Now, when I told this story to a friend also interested in web maps, we was kinda shocked. He thought that a long/lat coordinate is a long/lat coordinate. How could a map get that wrong? And the answer is: when the map and the elements of the map are not using the same projections.
And the difference between using a projection that geared towards the whole of the US and one that is geared towards a small part can be as much as half a mile, at least according to this post dedicated to Choosing the Right Map Projection.
But before we get started, let’s unpack ESRI shapefiles first. From Finding and Making Sense of Geospatial Information on the Internet:
A “shapefile” actually consists of a minimum of at least 3 files. All the files will have the same name except for the postfix. At a minimum you need the *.shp (the geometries), *.dbf (the tabular data), and the *.shx (links the two files together) for a shapefile to be whole. There can by many other extensions included, with the most important being a *.prj which contains the projection information…

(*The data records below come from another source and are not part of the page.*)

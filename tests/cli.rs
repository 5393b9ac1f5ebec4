use std::io::Write;
use std::process::{Command, Output, Stdio};

/// Writes the source to a temporary script file and runs the
/// interpreter over it.
fn run_source(source: &str) -> Output {
  let mut file = tempfile::NamedTempFile::new().expect("could not create a script file");
  file.write_all(source.as_bytes()).expect("could not write the script file");

  Command::new(env!("CARGO_BIN_EXE_clox"))
    .arg(file.path())
    .output()
    .expect("could not run the interpreter")
}

fn stdout_of(output: &Output) -> String {
  String::from_utf8_lossy(&output.stdout).into_owned()
}

fn stderr_of(output: &Output) -> String {
  String::from_utf8_lossy(&output.stderr).into_owned()
}

#[test]
fn prints_simple_arithmetic() {
  let output = run_source("print 1 + 2;");

  assert_eq!(stdout_of(&output), "3\n");
  assert_eq!(output.status.code(), Some(0));
}

#[test]
fn prints_grouped_arithmetic_with_negation() {
  let output = run_source("print (-1 + 2) * 3 - -4;");

  assert_eq!(stdout_of(&output), "7\n");
  assert_eq!(output.status.code(), Some(0));
}

#[test]
fn prints_mixed_comparison_chains() {
  let output = run_source("print !(5 - 4 > 3 * 2 == !nil);");

  assert_eq!(stdout_of(&output), "true\n");
  assert_eq!(output.status.code(), Some(0));
}

#[test]
fn prints_concatenated_globals() {
  let output = run_source("var a = \"st\"; var b = \"ring\"; print a + b;");

  assert_eq!(stdout_of(&output), "string\n");
  assert_eq!(output.status.code(), Some(0));
}

#[test]
fn prints_reassigned_globals() {
  let output = run_source("var x = 1; x = x + 41; print x;");

  assert_eq!(stdout_of(&output), "42\n");
  assert_eq!(output.status.code(), Some(0));
}

#[test]
fn prints_string_bytes_verbatim() {
  let output = run_source("print \"a b\tc\";");

  assert_eq!(stdout_of(&output), "a b\tc\n");
  assert_eq!(output.status.code(), Some(0));
}

#[test]
fn undefined_variable_reads_exit_70() {
  let output = run_source("print y;");
  let stderr = stderr_of(&output);

  assert!(stderr.contains("Undefined variable 'y'."), "stderr: {}", stderr);
  assert!(stderr.contains("[line 1] in script"), "stderr: {}", stderr);
  assert_eq!(output.status.code(), Some(70));
}

#[test]
fn mismatched_addition_exits_70() {
  let output = run_source("print 1 + \"a\";");
  let stderr = stderr_of(&output);

  assert!(
    stderr.contains("Operands must be two numbers or two strings."),
    "stderr: {}",
    stderr
  );
  assert_eq!(output.status.code(), Some(70));
}

#[test]
fn invalid_assignment_targets_exit_65() {
  let output = run_source("a * b = c + d;");
  let stderr = stderr_of(&output);

  assert!(stderr.contains("Invalid assignment target."), "stderr: {}", stderr);
  assert_eq!(output.status.code(), Some(65));
}

#[test]
fn compile_errors_name_the_line_and_lexeme() {
  let output = run_source("print 1;\nvar = 2;");
  let stderr = stderr_of(&output);

  assert!(
    stderr.contains("[line 2] Error at '=': Expect variable name."),
    "stderr: {}",
    stderr
  );
  assert_eq!(output.status.code(), Some(65));
}

#[test]
fn runtime_errors_report_the_offending_line() {
  let output = run_source("var a = 1;\nvar b = 2;\nprint a + \"no\";\n");
  let stderr = stderr_of(&output);

  assert!(stderr.contains("[line 3] in script"), "stderr: {}", stderr);
  assert_eq!(output.status.code(), Some(70));
}

#[test]
fn too_many_arguments_exit_64() {
  let output = Command::new(env!("CARGO_BIN_EXE_clox"))
    .args(["one.lox", "two.lox"])
    .output()
    .expect("could not run the interpreter");

  assert_eq!(stderr_of(&output), "Usage: clox [path]\n");
  assert_eq!(output.status.code(), Some(64));
}

#[test]
fn unreadable_files_exit_74() {
  let output = Command::new(env!("CARGO_BIN_EXE_clox"))
    .arg("definitely/not/a/real/file.lox")
    .output()
    .expect("could not run the interpreter");

  assert!(stderr_of(&output).contains("Could not open file"));
  assert_eq!(output.status.code(), Some(74));
}

#[test]
fn repl_keeps_globals_between_lines() {
  let mut child = Command::new(env!("CARGO_BIN_EXE_clox"))
    .stdin(Stdio::piped())
    .stdout(Stdio::piped())
    .stderr(Stdio::piped())
    .spawn()
    .expect("could not start the REPL");

  child
    .stdin
    .take()
    .expect("no stdin handle")
    .write_all(b"var a = 20;\nprint a + 2;\n")
    .expect("could not write to the REPL");

  let output = child.wait_with_output().expect("could not wait for the REPL");

  assert!(stdout_of(&output).contains("22"), "stdout: {}", stdout_of(&output));
  assert_eq!(output.status.code(), Some(0));
}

So we’re going to open up some shapefiles from the Open Data Catalogue of the City of Windsor to see what projection they are in. But first, we’re going to learn what the Google Maps and most of the other web mapping systems use as projection:
The European Petroleum Standards Group (EPSG) has come up with numbers for almost any projection you will deal with in normal everyday mapping. Given an EPSG number you know precisely which coordinate system you are dealing with and which one you want to go to. Fortunately, some great members of the geospatial community created a site SpatialReference.org that lists almost all the EPSG numbers along with other ways of representing those same coordinate systems (such as in well know text). Bookmark this site if you plan to work with geospatial data a lot.
If you write an application that gets GPS coordinates from your phone, browser that supports geolocation, or the defaults from a handheld GPS unit you will be getting your data as Lat, Long, and WGS-84 datum. The EPSG for the 2D version of this is EPSG:4326 and 3D is EPSG:4979. The Google and Bing Maps projection is EPSG:3857 and actually uses a spherical datum rather than an ellipsoid.

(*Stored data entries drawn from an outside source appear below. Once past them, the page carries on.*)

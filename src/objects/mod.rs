use crate::table::Table;
use crate::values::Value;
use std::rc::Rc;

/// Represents a heap-allocated Lox string. Strings are immutable once
/// constructed, and every allocation path interns them, so two strings
/// with the same bytes always share one allocation.
#[derive(Debug)]
pub struct StrObj {
  /// The raw bytes of the string.
  pub chars: String,
  /// The FNV-1a hash of the bytes, computed once at allocation so that
  /// table lookups never rehash.
  pub hash: u32,
}

/// Computes the FNV-1a hash of a string.
pub fn hash_string(chars: &str) -> u32 {
  let mut hash = 2166136261u32;

  for byte in chars.as_bytes() {
    hash ^= *byte as u32;
    hash = hash.wrapping_mul(16777619);
  }

  hash
}

/// The set of every string allocated so far. The pool doubles as the
/// heap-object registry: it is owned by the VM, outlives any single
/// chunk, and releases all of its strings when the VM is dropped.
#[derive(Default)]
pub struct StrPool {
  strings: Table,
}

impl StrPool {
  /// Interns a string from borrowed bytes, copying them only when no
  /// equal string exists yet.
  pub fn intern(&mut self, chars: &str) -> Rc<StrObj> {
    let hash = hash_string(chars);

    match self.strings.find_string(chars, hash) {
      Some(existing) => existing,
      None => self.allocate(chars.to_string(), hash),
    }
  }

  /// Interns a string that already owns its bytes. This is the
  /// allocation path used by concatenation.
  pub fn intern_owned(&mut self, chars: String) -> Rc<StrObj> {
    let hash = hash_string(&chars);

    match self.strings.find_string(&chars, hash) {
      Some(existing) => existing,
      None => self.allocate(chars, hash),
    }
  }

  /// Registers a freshly allocated string in the pool.
  fn allocate(&mut self, chars: String, hash: u32) -> Rc<StrObj> {
    let obj = Rc::new(StrObj { chars, hash });
    self.strings.set(Rc::clone(&obj), Value::Nil);
    obj
  }
}
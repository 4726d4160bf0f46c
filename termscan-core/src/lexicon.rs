//! Keyword risk lexicon
//!
//! Static table of trigger phrases and "future impact" narratives per tier.
//! Phrases are stored lowercase and matched as plain substrings of the
//! lowercased clause, so a phrase also matches inside longer words.

use crate::risk::RiskTier;

/// Trigger phrases and narrative for one risk tier
#[derive(Debug)]
pub struct LexiconEntry {
    pub tier: RiskTier,
    pub phrases: &'static [&'static str],
    pub impact: &'static str,
}

const LOW: LexiconEntry = LexiconEntry {
    tier: RiskTier::Low,
    phrases: &[
        "cookies",
        "preferences",
        "session storage",
        "browser type",
        "analytics",
        "basic device info",
    ],
    impact: "Minimal impact. Mostly harmless for personalization.",
};

const MEDIUM: LexiconEntry = LexiconEntry {
    tier: RiskTier::Medium,
    phrases: &[
        "location",
        "usage data",
        "email tracking",
        "ip address",
        "browser fingerprinting",
        "log data",
        "user behavior",
        "metadata",
        "device identifier",
    ],
    impact: "Might lead to behavioral tracking or profiling.",
};

const HIGH: LexiconEntry = LexiconEntry {
    tier: RiskTier::High,
    phrases: &[
        "third parties",
        "data sharing",
        "advertising",
        "personal information",
        "service providers",
        "retargeting",
        "demographic profiling",
        "user profiling",
        "affiliates",
        "data monetization",
        "targeted marketing",
        "tracking pixels",
    ],
    impact: "Your data might be monetized or sold to advertisers.",
};

const CRITICAL: LexiconEntry = LexiconEntry {
    tier: RiskTier::Critical,
    phrases: &[
        "waive rights",
        "binding arbitration",
        "sell your data",
        "no liability",
        "share with government",
        "class action waiver",
        "irrevocable license",
        "subpoena compliance",
        "data breach liability",
        "unilateral change",
        "dispute resolution",
        "forced arbitration",
        "legal indemnity",
        "third-party disclosure",
        "explicit consent",
        "surveillance compliance",
    ],
    impact: "Can result in loss of privacy, legal rights, or financial risk.",
};

/// Full lexicon in ascending severity order
pub static LEXICON: [LexiconEntry; 4] = [LOW, MEDIUM, HIGH, CRITICAL];

/// Lexicon entry for a tier
pub fn entry(tier: RiskTier) -> &'static LexiconEntry {
    match tier {
        RiskTier::Low => &LEXICON[0],
        RiskTier::Medium => &LEXICON[1],
        RiskTier::High => &LEXICON[2],
        RiskTier::Critical => &LEXICON[3],
    }
}

pub fn phrases(tier: RiskTier) -> &'static [&'static str] {
    entry(tier).phrases
}

/// Narrative describing the future impact of a clause in this tier
pub fn impact(tier: RiskTier) -> &'static str {
    entry(tier).impact
}

/// Return the first phrase (in table order) contained in `haystack_lower`.
///
/// The caller lowercases the haystack once; phrases must already be lowercase.
pub fn find_phrase<'a>(haystack_lower: &str, phrases: &[&'a str]) -> Option<&'a str> {
    phrases
        .iter()
        .copied()
        .find(|phrase| haystack_lower.contains(phrase))
}

#[cfg(test)]
mod tests {
    use super::*;

    #[test]
    fn test_entries_are_indexed_by_tier() {
        for tier in RiskTier::ALL {
            assert_eq!(entry(tier).tier, tier);
        }
    }

    #[test]
    fn test_every_tier_has_phrases_and_narrative() {
        for entry in &LEXICON {
            assert!(!entry.phrases.is_empty(), "{:?} has no phrases", entry.tier);
            assert!(!entry.impact.is_empty(), "{:?} has no impact", entry.tier);
        }
    }

    #[test]
    fn test_phrases_are_stored_lowercase() {
        for entry in &LEXICON {
            for phrase in entry.phrases {
                assert_eq!(*phrase, phrase.to_lowercase());
            }
        }
    }

    #[test]
    fn test_find_phrase_returns_first_in_table_order() {
        let text = "we share data with affiliates and third parties";
        assert_eq!(find_phrase(text, phrases(RiskTier::High)), Some("third parties"));
    }

    #[test]
    fn test_find_phrase_matches_inside_longer_words() {
        // "location" inside "relocation" still counts
        assert_eq!(
            find_phrase("relocation assistance", phrases(RiskTier::Medium)),
            Some("location")
        );
    }

    #[test]
    fn test_find_phrase_no_match() {
        assert_eq!(find_phrase("nothing to see here", phrases(RiskTier::Critical)), None);
        assert_eq!(find_phrase("", phrases(RiskTier::Low)), None);
    }
}
//! Clause analysis: segmentation, classification and per-tier summary
//!
//! Global invariants enforced:
//! - Clause ids are zero-based positions in segmentation order
//! - The summary is always derived from the clauses, never stored separately
//! - Identical input yields identical output

use crate::risk::{classify_with_trigger, RiskTier};
use crate::segment::segment;
use serde::{Deserialize, Serialize};

/// One classified clause
#[derive(Debug, Clone, PartialEq, Eq, Serialize, Deserialize)]
pub struct Clause {
    pub id: usize,
    pub text: String,
    pub risk: RiskTier,
    pub impact: String,
    /// Lexicon phrase that decided the tier (absent for low)
    #[serde(skip_serializing_if = "Option::is_none", default)]
    pub trigger: Option<String>,
}

/// Clause counts per tier
#[derive(Debug, Clone, Copy, Default, PartialEq, Eq, Serialize, Deserialize)]
pub struct TierCounts {
    pub low: usize,
    pub medium: usize,
    pub high: usize,
    pub critical: usize,
}

impl TierCounts {
    pub fn get(&self, tier: RiskTier) -> usize {
        match tier {
            RiskTier::Low => self.low,
            RiskTier::Medium => self.medium,
            RiskTier::High => self.high,
            RiskTier::Critical => self.critical,
        }
    }

    fn increment(&mut self, tier: RiskTier) {
        match tier {
            RiskTier::Low => self.low += 1,
            RiskTier::Medium => self.medium += 1,
            RiskTier::High => self.high += 1,
            RiskTier::Critical => self.critical += 1,
        }
    }

    pub fn total(&self) -> usize {
        self.low + self.medium + self.high + self.critical
    }
}

/// Which clauses to show; the summary is never filtered
#[derive(Debug, Clone, Copy, Default, PartialEq, Eq)]
pub struct ClauseFilter {
    /// Only this exact tier
    pub tier: Option<RiskTier>,
    /// Only tiers at or above this one
    pub min_risk: Option<RiskTier>,
}

impl ClauseFilter {
    pub fn matches(&self, risk: RiskTier) -> bool {
        self.tier.map_or(true, |t| t == risk) && self.min_risk.map_or(true, |m| risk >= m)
    }
}

/// Output of one analysis pass
#[derive(Debug, Clone, Default, PartialEq, Eq, Serialize, Deserialize)]
pub struct AnalysisResult {
    pub clauses: Vec<Clause>,
}

impl AnalysisResult {
    /// Per-tier counts, recomputed from the clauses
    pub fn summary(&self) -> TierCounts {
        let mut counts = TierCounts::default();
        for clause in &self.clauses {
            counts.increment(clause.risk);
        }
        counts
    }

    pub fn len(&self) -> usize {
        self.clauses.len()
    }

    pub fn is_empty(&self) -> bool {
        self.clauses.is_empty()
    }

    pub fn clause(&self, id: usize) -> Option<&Clause> {
        self.clauses.get(id)
    }

    pub fn select<'a>(&'a self, filter: &'a ClauseFilter) -> impl Iterator<Item = &'a Clause> + 'a {
        self.clauses.iter().filter(move |c| filter.matches(c.risk))
    }
}

/// Segment and classify `text`
pub fn analyze(text: &str) -> AnalysisResult {
    let clauses = segment(text)
        .into_iter()
        .enumerate()
        .map(|(id, segment)| {
            let (risk, trigger) = classify_with_trigger(segment);
            Clause {
                id,
                text: segment.to_string(),
                risk,
                impact: risk.impact().to_string(),
                trigger: trigger.map(str::to_string),
            }
        })
        .collect();

    AnalysisResult { clauses }
}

Incidentally, EPSG:3857 also goes by WGS84 Web Mercator (Auxiliary Sphere) or EPSG:900913 (900913 is leet for google)
Does it make a difference? Well, thanks to the considerations of the City of Windsor, we can see the difference! You see, their open data catalogue gives two sets of Shape files for the Ward Boundaries. There is http://www.citywindsor.ca/opendata/Lists/OpenData/Attachments/9/Municipal_Ward_Boundaries_2010_LL84.zip which is in WGS84. Once you figure out how to open the project in a GIS like QGIS, it looks likes this:
But if you open the other Ward Boundary zip project, http://www.citywindsor.ca/opendata/Lists/OpenData/Attachments/9/2010_Municipal_Ward_Boundaries.zip that project and projection looks like this:
What’s the projection that the second project is using? If we look at the file in QGIS under Layer > Properties > General, we can learn that they are using…
And what does *that* mean?
Let’s go back to the Mapping Small Areas of the Choosing the Right Map Projection post…

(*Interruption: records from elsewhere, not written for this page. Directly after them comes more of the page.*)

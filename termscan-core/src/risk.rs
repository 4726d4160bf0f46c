//! Clause risk classification
//!
//! Global invariants enforced:
//! - Deterministic classification
//! - Maximum severity wins: tiers are tested critical, high, medium; low is the fallback

use crate::lexicon;
use serde::{Deserialize, Serialize};
use std::fmt;
use std::str::FromStr;

/// Risk tier, ordered by severity
#[derive(Debug, Clone, Copy, PartialEq, Eq, PartialOrd, Ord, Hash, Serialize, Deserialize)]
#[serde(rename_all = "lowercase")]
pub enum RiskTier {
    Low,
    Medium,
    High,
    Critical,
}

/// Display attributes for a tier, consumed by renderers
#[derive(Debug, Clone, Copy, PartialEq, Eq)]
pub struct TierStyle {
    pub css_class: &'static str,
    pub fill_rgb: (u8, u8, u8),
    pub marker: &'static str,
}

impl RiskTier {
    /// All tiers in ascending severity order
    pub const ALL: [RiskTier; 4] = [
        RiskTier::Low,
        RiskTier::Medium,
        RiskTier::High,
        RiskTier::Critical,
    ];

    /// Tiers consulted by the classifier, most severe first
    const DECIDING: [RiskTier; 3] = [RiskTier::Critical, RiskTier::High, RiskTier::Medium];

    pub fn as_str(&self) -> &'static str {
        match self {
            RiskTier::Low => "low",
            RiskTier::Medium => "medium",
            RiskTier::High => "high",
            RiskTier::Critical => "critical",
        }
    }

    /// Uppercase label used in report rows
    pub fn label(&self) -> &'static str {
        match self {
            RiskTier::Low => "LOW",
            RiskTier::Medium => "MEDIUM",
            RiskTier::High => "HIGH",
            RiskTier::Critical => "CRITICAL",
        }
    }

    pub fn impact(&self) -> &'static str {
        lexicon::impact(*self)
    }

    pub fn style(&self) -> TierStyle {
        match self {
            RiskTier::Low => TierStyle {
                css_class: "tier-low",
                fill_rgb: (204, 255, 204),
                marker: "ok",
            },
            RiskTier::Medium => TierStyle {
                css_class: "tier-medium",
                fill_rgb: (255, 255, 153),
                marker: "!",
            },
            RiskTier::High => TierStyle {
                css_class: "tier-high",
                fill_rgb: (255, 204, 153),
                marker: "!!",
            },
            RiskTier::Critical => TierStyle {
                css_class: "tier-critical",
                fill_rgb: (255, 153, 153),
                marker: "!!!",
            },
        }
    }
}

impl fmt::Display for RiskTier {
    fn fmt(&self, f: &mut fmt::Formatter<'_>) -> fmt::Result {
        f.write_str(self.as_str())
    }
}

impl FromStr for RiskTier {
    type Err = anyhow::Error;

    fn from_str(s: &str) -> Result<Self, Self::Err> {
        match s.trim().to_lowercase().as_str() {
            "low" => Ok(RiskTier::Low),
            "medium" => Ok(RiskTier::Medium),
            "high" => Ok(RiskTier::High),
            "critical" => Ok(RiskTier::Critical),
            other => anyhow::bail!(
                "unknown risk tier '{}' (expected low, medium, high or critical)",
                other
            ),
        }
    }
}

/// Classify a clause into exactly one risk tier
pub fn classify(text: &str) -> RiskTier {
    classify_with_trigger(text).0
}

/// Classify a clause and report the phrase that decided the tier.
///
/// Low has no trigger: its phrases never take part in the decision.
pub fn classify_with_trigger(text: &str) -> (RiskTier, Option<&'static str>) {
    let lowered = text.to_lowercase();
    for tier in RiskTier::DECIDING {
        if let Some(phrase) = lexicon::find_phrase(&lowered, lexicon::phrases(tier)) {
            return (tier, Some(phrase));
        }
    }
    (RiskTier::Low, None)
}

For a regional map—a few counties, or even many smaller states—a UTM (Universal Transverse Mercator, not the same as a Mercator, confusingly) projection might be a good choice. One of the biggest advantages of a UTM is that measuring distances between two points is a snap. Measuring distances between points in more familiar latitude and longitude degrees requires some pretty complex math, though modern software tools often have distance calculations built in. But in UTM, there are no degrees—the map units are measured in meters. That makes for high accuracy, easy math and easy conversions.UTM zones
The trade-off is that this trick only works over relatively small areas. UTM keeps distortion down by dividing the earth into 60 zones, each of which is about 300-475 miles wide east-to-west, depending on what latitude you’re at. Inside that zone, and usually into the next zone east or west, measurements are quite accurate. But that accuracy fades the farther away from the origin you get. That means you need to know which zone your map area is in, and it makes UTM a poor choice for national or world maps.
Projections make a difference. Also, the tools that one uses as well.
The participants guide for the Open Data HackJam recommended to use the pyshp package. But pyshp doesn’t deal with projections at all! That’s when you need to use PROJ – that is, if you want to use Python for your geospatial work.